What to work on:
Please quote exactly the opening lines of the data, from the first line to the one where "pub mod types;" appears.

Dataset items:
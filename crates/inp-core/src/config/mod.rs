//! Configuration
//!
//! - [`EngineConfig`]: matcher limits and the per-call step budget
//! - [`types`]: the YAML schema file format
//! - [`loader`]: reading schema files from a directory

pub mod loader;
pub mod types;

use anyhow::{Context, Result};
use serde::{Deserialize, Serialize};

/// Environment override for [`EngineConfig::step_budget_factor`].
pub const STEP_BUDGET_FACTOR_ENV: &str = "INP_STEP_BUDGET_FACTOR";

/// Environment override for [`EngineConfig::max_input_bytes`].
pub const MAX_INPUT_BYTES_ENV: &str = "INP_MAX_INPUT_BYTES";

#[derive(Debug, Clone, PartialEq, Eq, Serialize, Deserialize)]
#[serde(default)]
pub struct EngineConfig {
    /// Matcher work allowed per input byte in one parse call
    pub step_budget_factor: usize,
    /// Longer inputs are rejected before any matching
    pub max_input_bytes: usize,
    /// Compiled size limit for each schema matcher
    pub regex_size_limit: usize,
}

impl Default for EngineConfig {
    fn default() -> Self {
        Self {
            step_budget_factor: 64,
            max_input_bytes: 1 << 20,
            regex_size_limit: 16 << 20,
        }
    }
}

impl EngineConfig {
    /// Defaults, overridden by `INP_STEP_BUDGET_FACTOR` and `INP_MAX_INPUT_BYTES`.
    pub fn from_env() -> Result<Self> {
        let mut config = Self::default();
        if let Ok(value) = std::env::var(STEP_BUDGET_FACTOR_ENV) {
            config.step_budget_factor = value
                .trim()
                .parse()
                .with_context(|| format!("Invalid {}: '{}'", STEP_BUDGET_FACTOR_ENV, value))?;
        }
        if let Ok(value) = std::env::var(MAX_INPUT_BYTES_ENV) {
            config.max_input_bytes = value
                .trim()
                .parse()
                .with_context(|| format!("Invalid {}: '{}'", MAX_INPUT_BYTES_ENV, value))?;
        }
        Ok(config)
    }

    pub fn from_yaml(text: &str) -> Result<Self> {
        serde_yaml::from_str(text).context("Failed to parse engine configuration")
    }

    /// Steps allowed for one call over `input_len` bytes.
    pub fn step_budget(&self, input_len: usize) -> usize {
        self.step_budget_factor.saturating_mul(input_len.max(1))
    }
}

#[cfg(test)]
mod tests {
    use super::*;

    #[test]
    fn test_defaults() {
        let config = EngineConfig::default();
        assert_eq!(config.step_budget_factor, 64);
        assert_eq!(config.max_input_bytes, 1 << 20);
        assert_eq!(config.step_budget(10), 640);
        assert_eq!(config.step_budget(0), 64);
    }

    #[test]
    fn test_partial_yaml_keeps_defaults() {
        let config = EngineConfig::from_yaml("step_budget_factor: 8\n").unwrap();
        assert_eq!(config.step_budget_factor, 8);
        assert_eq!(config.max_input_bytes, EngineConfig::default().max_input_bytes);
    }

    #[test]
    fn test_bad_yaml_is_reported() {
        let err = EngineConfig::from_yaml("step_budget_factor: lots\n").unwrap_err();
        assert!(format!("{:#}", err).contains("engine configuration"));
    }
}
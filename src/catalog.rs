//! Built-in catalog
//!
//! A representative set of INP definitions (materials, transformations,
//! source definition, importances, mode, history and energy cutoffs, cell
//! parameters) compiled into the binary from `config/schemas/*.yaml` and
//! registered once per process.

use inp_core::{EngineConfig, Registry, RegistryError, SchemaFile, SchemaLoader};
use once_cell::sync::OnceCell;
use thiserror::Error;
use tracing::info;

/// Embedded schema files, in the order a directory load would read them.
pub const CATALOG_FILES: &[(&str, &str)] = &[
    ("cells.yaml", include_str!("../config/schemas/cells.yaml")),
    ("data.yaml", include_str!("../config/schemas/data.yaml")),
    ("entries.yaml", include_str!("../config/schemas/entries.yaml")),
    ("materials.yaml", include_str!("../config/schemas/materials.yaml")),
    ("source.yaml", include_str!("../config/schemas/source.yaml")),
];

static CATALOG: OnceCell<Registry> = OnceCell::new();

#[derive(Debug, Error)]
pub enum CatalogError {
    #[error("Invalid engine configuration: {0}")]
    Config(String),

    #[error("Bundled schema file '{file}' is invalid: {message}")]
    Schema { file: &'static str, message: String },

    #[error("Bundled catalog failed to build: {0}")]
    Registry(#[from] RegistryError),
}

/// The process-wide catalog registry, built on first use.
///
/// Engine limits come from the environment (`INP_STEP_BUDGET_FACTOR`,
/// `INP_MAX_INPUT_BYTES`) at the time of the first call.
pub fn catalog() -> Result<&'static Registry, CatalogError> {
    CATALOG.get_or_try_init(|| {
        let config = EngineConfig::from_env().map_err(|e| CatalogError::Config(format!("{:#}", e)))?;
        build_catalog(config)
    })
}

/// Build a fresh catalog registry with explicit engine limits.
pub fn build_catalog(config: EngineConfig) -> Result<Registry, CatalogError> {
    let mut merged = SchemaFile::default();
    for &(file, text) in CATALOG_FILES {
        let part = SchemaLoader::parse(text).map_err(|e| CatalogError::Schema {
            file,
            message: format!("{:#}", e),
        })?;
        merged.merge(part);
    }
    let schemas = merged.into_schemas().map_err(|e| CatalogError::Schema {
        file: "config/schemas",
        message: format!("{:#}", e),
    })?;

    let registry = Registry::builder().with_config(config).extend(schemas).build()?;
    info!(
        schemas = registry.len(),
        cards = registry.card_mnemonics().len(),
        options = registry.option_mnemonics().len(),
        "Built-in catalog ready"
    );
    Ok(registry)
}

#[cfg(test)]
mod tests {
    use super::*;

    #[test]
    fn test_catalog_builds() {
        let registry = build_catalog(EngineConfig::default()).unwrap();
        for name in ["material", "transformation", "source", "importance", "mode", "cutoffs"] {
            assert!(registry.schema(name).is_some(), "missing {}", name);
        }
        assert!(registry.card_mnemonics().iter().any(|m| m == "*tr"));
    }

    #[test]
    fn test_catalog_is_shared() {
        let a = catalog().unwrap();
        let b = catalog().unwrap();
        assert!(std::ptr::eq(a, b));
    }

    #[test]
    fn test_embedded_files_match_directory() {
        let dir = concat!(env!("CARGO_MANIFEST_DIR"), "/config/schemas");
        let loaded = SchemaLoader::new(dir).load().unwrap();
        let mut embedded = SchemaFile::default();
        for (_, text) in CATALOG_FILES {
            embedded.merge(SchemaLoader::parse(text).unwrap());
        }
        assert_eq!(loaded.len(), embedded.len());
    }
}
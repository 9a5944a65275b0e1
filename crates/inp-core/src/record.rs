//! Records
//!
//! A [`Record`] is an immutable, validated instance of a schema: one value
//! per attribute plus the optional suffix and designator. It serializes to
//! canonical text that parses back to an equal record.

use std::fmt;
use std::sync::Arc;

use crate::schema::{AttributeSpec, Level, RecordSchema};
use crate::terminals::{Designator, Terminal};
use crate::value::Value;

#[derive(Debug, Clone)]
pub struct Record {
    schema: Arc<RecordSchema>,
    suffix: Option<u64>,
    designator: Option<Designator>,
    values: Vec<Option<Value>>,
}

impl Record {
    /// Assemble a record; absent omissible attributes take their empty value.
    /// Callers validate the result before handing it out.
    pub(crate) fn assemble(
        schema: Arc<RecordSchema>,
        suffix: Option<u64>,
        designator: Option<Designator>,
        mut values: Vec<Option<Value>>,
    ) -> Self {
        values.resize(schema.attributes.len(), None);
        for (value, attribute) in values.iter_mut().zip(&schema.attributes) {
            if value.is_none() {
                *value = attribute.kind.empty_value();
            }
        }
        Self {
            schema,
            suffix,
            designator,
            values,
        }
    }

    pub fn schema(&self) -> &RecordSchema {
        &self.schema
    }

    /// Schema name.
    pub fn name(&self) -> &str {
        &self.schema.name
    }

    pub fn level(&self) -> Level {
        self.schema.level
    }

    pub fn mnemonic(&self) -> &str {
        &self.schema.mnemonic
    }

    pub fn suffix(&self) -> Option<u64> {
        self.suffix
    }

    pub fn designator(&self) -> Option<&Designator> {
        self.designator.as_ref()
    }

    /// Value of the named attribute, if it is present.
    pub fn get(&self, name: &str) -> Option<&Value> {
        self.schema
            .attribute_index(name)
            .and_then(|idx| self.values[idx].as_ref())
    }

    /// Attributes in declaration order with their values.
    pub fn attributes(&self) -> impl Iterator<Item = (&AttributeSpec, Option<&Value>)> {
        self.schema
            .attributes
            .iter()
            .zip(self.values.iter().map(Option::as_ref))
    }

    /// Options held by this card, in text order.
    pub fn options(&self) -> &[Record] {
        self.values
            .iter()
            .flatten()
            .find_map(Value::as_options)
            .unwrap_or(&[])
    }

    /// First option with the given mnemonic.
    pub fn option(&self, mnemonic: &str) -> Option<&Record> {
        self.options()
            .iter()
            .find(|o| o.mnemonic().eq_ignore_ascii_case(mnemonic))
    }

    /// Canonical text: head, then non-empty attribute renderings, space joined.
    pub fn serialize(&self) -> String {
        let mut head = self.schema.mnemonic.clone();
        if let Some(suffix) = self.suffix {
            head.push_str(&suffix.to_string());
        }
        if let Some(designator) = &self.designator {
            head.push(':');
            head.push_str(&designator.serialize());
        }

        let mut parts = Vec::with_capacity(self.values.len() + 1);
        if !head.is_empty() {
            parts.push(head);
        }
        parts.extend(
            self.values
                .iter()
                .flatten()
                .map(Value::serialize)
                .filter(|text| !text.is_empty()),
        );
        parts.join(" ")
    }
}

/// Attribute-wise equality; schemas compare by name.
impl PartialEq for Record {
    fn eq(&self, other: &Self) -> bool {
        self.schema.name == other.schema.name
            && self.suffix == other.suffix
            && self.designator == other.designator
            && self.values == other.values
    }
}

impl fmt::Display for Record {
    fn fmt(&self, f: &mut fmt::Formatter<'_>) -> fmt::Result {
        f.write_str(&self.serialize())
    }
}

Exercise result:
filename crates/inp-core/src/config/mod.rs
//! Configuration
//!
//! - [`EngineConfig`]: matcher limits and the per-call step budget
//! - [`types`]: the YAML schema file format
//! - [`loader`]: reading schema files from a directory

pub mod loader;
pub mod types;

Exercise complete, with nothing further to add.